## Final Project Submission

Please fill out:
* Student name: 
* Student pace: self paced / part time / full time
* Scheduled project review date/time: 
* Instructor name: 
* Blog post URL:


# 1.0 Introduction
## 1.1 Background

The real estate industry thrives on a foundation of accurate property valuations and market analysis. In dynamic markets characterized by fierce competition, real estate agents require reliable tools to determine optimal listing prices, attract buyers quickly, and maximize profits for their sellers. The real estate market is highly competitive. Pricing homes accurately is essential for attracting buyers, maximizing profits for sellers, and ensuring timely sales Traditionally, agents may rely heavily on recent comparable sales and their own experience, which can introduce subjectivity and potential for pricing errors. 

Additionally, limited availability of housing inventory, particularly in desirable neighborhoods or regions with high demand, can lead to increased buyer competition and inflated prices. This shortage may also result in longer wait times for buyers to find suitable properties. Meeting the diverse needs and preferences of clients, including first-time homebuyers, investors, and downsizing retirees, requires housing agents to have a deep understanding of market trends, property features, and financing options. 

Addressing these challenges requires collaboration and innovation within the real estate industry and proactive measures to promote affordability, fairness, and sustainability in housing markets.
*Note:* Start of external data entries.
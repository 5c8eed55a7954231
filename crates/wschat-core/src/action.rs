//! Front-end intents.

use serde::{Deserialize, Serialize};

/// An action requested by whatever renders the session.
#[derive(Debug, Clone, PartialEq, Eq, Serialize, Deserialize)]
#[serde(tag = "action", rename_all = "snake_case")]
pub enum UiAction {
    /// Open a new connection, optionally under a new nickname.
    Connect { nickname: Option<String> },
    /// Close the current connection.
    Disconnect,
    /// Join or switch rooms.
    Join { room: String },
    /// Change nickname.
    Nick { nickname: String },
    /// Post a message to the current room.
    Send { text: String },
    /// Liveness check.
    Ping,
    /// Leave the front end.
    Quit,
}

/// Result of a guarded controller operation.
#[derive(Debug, Clone, Copy, PartialEq, Eq)]
pub enum ActionOutcome {
    /// A command was handed to the transport.
    Sent,
    /// Input was empty or whitespace-only. Nothing happened.
    Rejected,
    /// No open connection. No command was sent.
    NotConnected,
}

impl ActionOutcome {
    /// Whether a command went out.
    #[must_use]
    pub const fn is_sent(self) -> bool {
        matches!(self, Self::Sent)
    }
}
This project aims to provide agents with a data-driven tool to refine pricing strategies, highlight a property's most valuable assets, and offer informed recommendations for potential value-boosting renovations. 

A data-driven approach to property valuation can offer agents a significant edge, enabling them to make informed decisions based on market trends and property characteristics, ultimately leading to successful transactions for all parties involved.

### 1.2 Problem Statement
The real estate market in the King County region faces challenges in accurately pricing homes, understanding the factors driving property values, and providing targeted renovation advice to homeowners. Traditional valuation methods may lack precision and fail to account for the diverse range of features influencing home prices. Consequently, real estate agents may struggle to offer accurate pricing estimates and relevant advice to clients, leading to suboptimal outcomes for both buyers and sellers.



### 1.3 Aim of Project
This project aims to develop data-driven models to support real estate agents in the King County region with accurate property pricing and targeted insights for client consultations. Specifically, the project will:

i. 
 Create a model for house price prediction: Provide price predictions for potential listings based on key property characteristics.

ii.
 Create a model for price range prediction: Establish realistic price ranges for properties based on their features, enhancing agents' negotiation strategies.


### 1.4 Main Objective
Empower real estate agents with data-backed  pricing tools to optimize listing strategies, improve  client communication, and maximize seller outcomes.

### 1.5 Other Objectives
i)	Develop a multiple linear regression model using the King County Housing dataset to predict home prices based on various features accurately.
ii)	Provide actionable insights to real estate agents to assist them in pricing homes accurately, understanding factors influencing property values, and advising homeowners on targeted renovations.
iii)	Understanding the features that have the most significant impact on home prices for effective marketing and negotiation strategies.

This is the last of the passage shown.